Apache Hadoop is a file of open-source tools, which have a goal to simplify the network usage of many computers to solving problems, which include significant volumes of data and calculations. It offers software Framework for distributed saving and processing of big data with the help of programming model MapReduce.
Originally it was developed for usage in clusters, built into the commodity hardware, which is still one of the usual ways of usage. All modules are built with fundamental premise that there are hardware failures and Framework should be able to address these failures automatically.
Apache Hadoop’s core is composed of storage part, which is known as Hadoop Distributed File System or HDFS and from the processing part, which comes from the MapReduce programming model. Hadoop divides files into large blocks, which then are distributed throughout nodes in the cluster. Packed code then transfers into individual nodes so there would be parallel data processing.

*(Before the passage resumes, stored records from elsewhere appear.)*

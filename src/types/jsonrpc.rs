//! The JSON-RPC 2.0 wire frame and the identifier/classification rules from
//! spec.md §3.

use serde::Deserialize;
use serde::Serialize;
use serde_json::Value;
use std::fmt;

pub const JSONRPC_VERSION: &str = "2.0";

/// A request/response identifier. Preserves numeric-vs-string typing across
/// the round trip (P2 in spec.md §8).
#[derive(Debug, Clone, PartialEq, Eq, Hash, Serialize, Deserialize)]
#[serde(untagged)]
pub enum RequestId {
    Integer(i64),
    String(String),
}

impl fmt::Display for RequestId {
    fn fmt(&self, f: &mut fmt::Formatter<'_>) -> fmt::Result {
        match self {
            RequestId::Integer(n) => write!(f, "{n}"),
            RequestId::String(s) => write!(f, "{s}"),
        }
    }
}

impl From<i64> for RequestId {
    fn from(value: i64) -> Self {
        RequestId::Integer(value)
    }
}

#[derive(Debug, Clone, Serialize, Deserialize)]
pub struct JsonRpcErrorObject {
    pub code: i64,
    pub message: String,
    #[serde(skip_serializing_if = "Option::is_none")]
    pub data: Option<Value>,
}

/// The raw frame as it appears on the wire: one `serde_json::Value` object
/// with optional `id`/`method`/`params`/`result`/`error` fields. Classified
/// into [`Message`] after parsing per the §3 invariant.
#[derive(Debug, Clone, Serialize, Deserialize, Default)]
pub struct RawMessage {
    pub jsonrpc: Option<String>,
    #[serde(skip_serializing_if = "Option::is_none")]
    pub id: Option<RequestId>,
    #[serde(skip_serializing_if = "Option::is_none")]
    pub method: Option<String>,
    #[serde(skip_serializing_if = "Option::is_none")]
    pub params: Option<Value>,
    #[serde(skip_serializing_if = "Option::is_none")]
    pub result: Option<Value>,
    #[serde(skip_serializing_if = "Option::is_none")]
    pub error: Option<JsonRpcErrorObject>,
}

#[derive(Debug, Clone)]
pub struct JsonRpcRequest {
    pub id: RequestId,
    pub method: String,
    pub params: Option<Value>,
}

#[derive(Debug, Clone)]
pub struct JsonRpcNotification {
    pub method: String,
    pub params: Option<Value>,
}

#[derive(Debug, Clone)]
pub struct JsonRpcResponse {
    pub id: RequestId,
    pub result: Value,
}

#[derive(Debug, Clone)]
pub struct JsonRpcError {
    pub id: RequestId,
    pub error: JsonRpcErrorObject,
}

/// A classified inbound/outbound frame. Construction from a [`RawMessage`]
/// enforces the §3 classification invariant: every frame is exactly one of
/// these three, or it is malformed.
#[derive(Debug, Clone)]
pub enum Message {
    Request(JsonRpcRequest),
    Notification(JsonRpcNotification),
    Response(Result<JsonRpcResponse, JsonRpcError>),
}

/// A frame failed to classify as request, notification, or response. The
/// router logs and drops these; they are never escalated to a handler.
#[derive(Debug, thiserror::Error)]
#[error("malformed JSON-RPC frame: {0}")]
pub struct MalformedFrame(pub String);

impl Message {
    pub fn classify(raw: RawMessage) -> Result<Message, MalformedFrame> {
        let has_id = raw.id.is_some();
        let has_method = raw.method.is_some();
        let has_result = raw.result.is_some();
        let has_error = raw.error.is_some();

        match (has_id, has_method, has_result, has_error) {
            (true, true, false, false) => Ok(Message::Request(JsonRpcRequest {
                id: raw.id.expect("checked above"),
                method: raw.method.expect("checked above"),
                params: raw.params,
            })),
            (false, true, false, false) => Ok(Message::Notification(JsonRpcNotification {
                method: raw.method.expect("checked above"),
                params: raw.params,
            })),
            (true, false, true, false) => Ok(Message::Response(Ok(JsonRpcResponse {
                id: raw.id.expect("checked above"),
                result: raw.result.expect("checked above"),
            }))),
            (true, false, false, true) => Ok(Message::Response(Err(JsonRpcError {
                id: raw.id.expect("checked above"),
                error: raw.error.expect("checked above"),
            }))),
            _ => Err(MalformedFrame(format!(
                "id={has_id} method={has_method} result={has_result} error={has_error}"
            ))),
        }
    }

    pub fn into_raw(self) -> RawMessage {
        match self {
            Message::Request(req) => RawMessage {
                jsonrpc: Some(JSONRPC_VERSION.to_string()),
                id: Some(req.id),
                method: Some(req.method),
                params: req.params,
                result: None,
                error: None,
            },
            Message::Notification(n) => RawMessage {
                jsonrpc: Some(JSONRPC_VERSION.to_string()),
                id: None,
                method: Some(n.method),
                params: n.params,
                result: None,
                error: None,
            },
            Message::Response(Ok(resp)) => RawMessage {
                jsonrpc: Some(JSONRPC_VERSION.to_string()),
                id: Some(resp.id),
                method: None,
                params: None,
                result: Some(resp.result),
                error: None,
            },
            Message::Response(Err(err)) => RawMessage {
                jsonrpc: Some(JSONRPC_VERSION.to_string()),
                id: Some(err.id),
                method: None,
                params: None,
                result: None,
                error: Some(err.error),
            },
        }
    }

    /// Parse one frame from a single-line JSON payload.
    pub fn from_line(line: &str) -> Result<Message, MalformedFrame> {
        let raw: RawMessage = serde_json::from_str(line)
            .map_err(|e| MalformedFrame(format!("invalid JSON: {e}")))?;
        Message::classify(raw)
    }

    /// Serialize one frame to a single-line JSON payload (no trailing
    /// newline).
    pub fn to_line(&self) -> Result<String, serde_json::Error> {
        serde_json::to_string(&self.clone().into_raw())
    }
}

#[cfg(test)]
mod tests {
    use super::*;
    use serde_json::json;

    #[test]
    fn classifies_request() {
        let raw: RawMessage = serde_json::from_value(json!({
            "jsonrpc": "2.0", "id": 1, "method": "ping"
        }))
        .unwrap();
        assert!(matches!(Message::classify(raw), Ok(Message::Request(_))));
    }

    #[test]
    fn classifies_notification() {
        let raw: RawMessage = serde_json::from_value(json!({
            "jsonrpc": "2.0", "method": "notifications/initialized"
        }))
        .unwrap();
        assert!(matches!(
            Message::classify(raw),
            Ok(Message::Notification(_))
        ));
    }

    #[test]
    fn classifies_success_response() {
        let raw: RawMessage = serde_json::from_value(json!({
            "jsonrpc": "2.0", "id": 1, "result": {}
        }))
        .unwrap();
        assert!(matches!(
            Message::classify(raw),
            Ok(Message::Response(Ok(_)))
        ));
    }

    #[test]
    fn classifies_error_response() {
        let raw: RawMessage = serde_json::from_value(json!({
            "jsonrpc": "2.0", "id": 1, "error": {"code": -32601, "message": "nope"}
        }))
        .unwrap();
        assert!(matches!(
            Message::classify(raw),
            Ok(Message::Response(Err(_)))
        ));
    }

    #[test]
    fn rejects_ambiguous_frame() {
        let raw: RawMessage = serde_json::from_value(json!({"jsonrpc": "2.0"})).unwrap();
        assert!(Message::classify(raw).is_err());
    }

    #[test]
    fn string_identifier_round_trips() {
        let raw: RawMessage = serde_json::from_value(json!({
            "jsonrpc": "2.0", "id": "abc", "result": {}
        }))
        .unwrap();
        let msg = Message::classify(raw).unwrap();
        let back = msg.into_raw();
        assert_eq!(back.id, Some(RequestId::String("abc".to_string())));
    }
}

It allows the data set to be processed faster and with higher effectivity than it would correspond to the conventional architecture of supercomputer, which comes from parallel file systems, where are calculations and data distributed with the help of fast network.
The base of Apache Hadoop is composed of the following modules:
The term Hadoop is used not only for these modules but also for the ecosystem or file of the additional software packages, which are possible to install above and beyond or together with Hadoop. Among these packages belong e. g. Apache Pig, Apache Hive, Apache HBase, Apache Phoenix, Apache Spark, Apache ZooKeeper, Cloudera Impala, Apache Flume, Apache Sqoop, Apache Oozie or Apache Storm.
Hadoop Framework itself is written in Java but parts of the code are written in C and tools of the command line are written as shell scripts.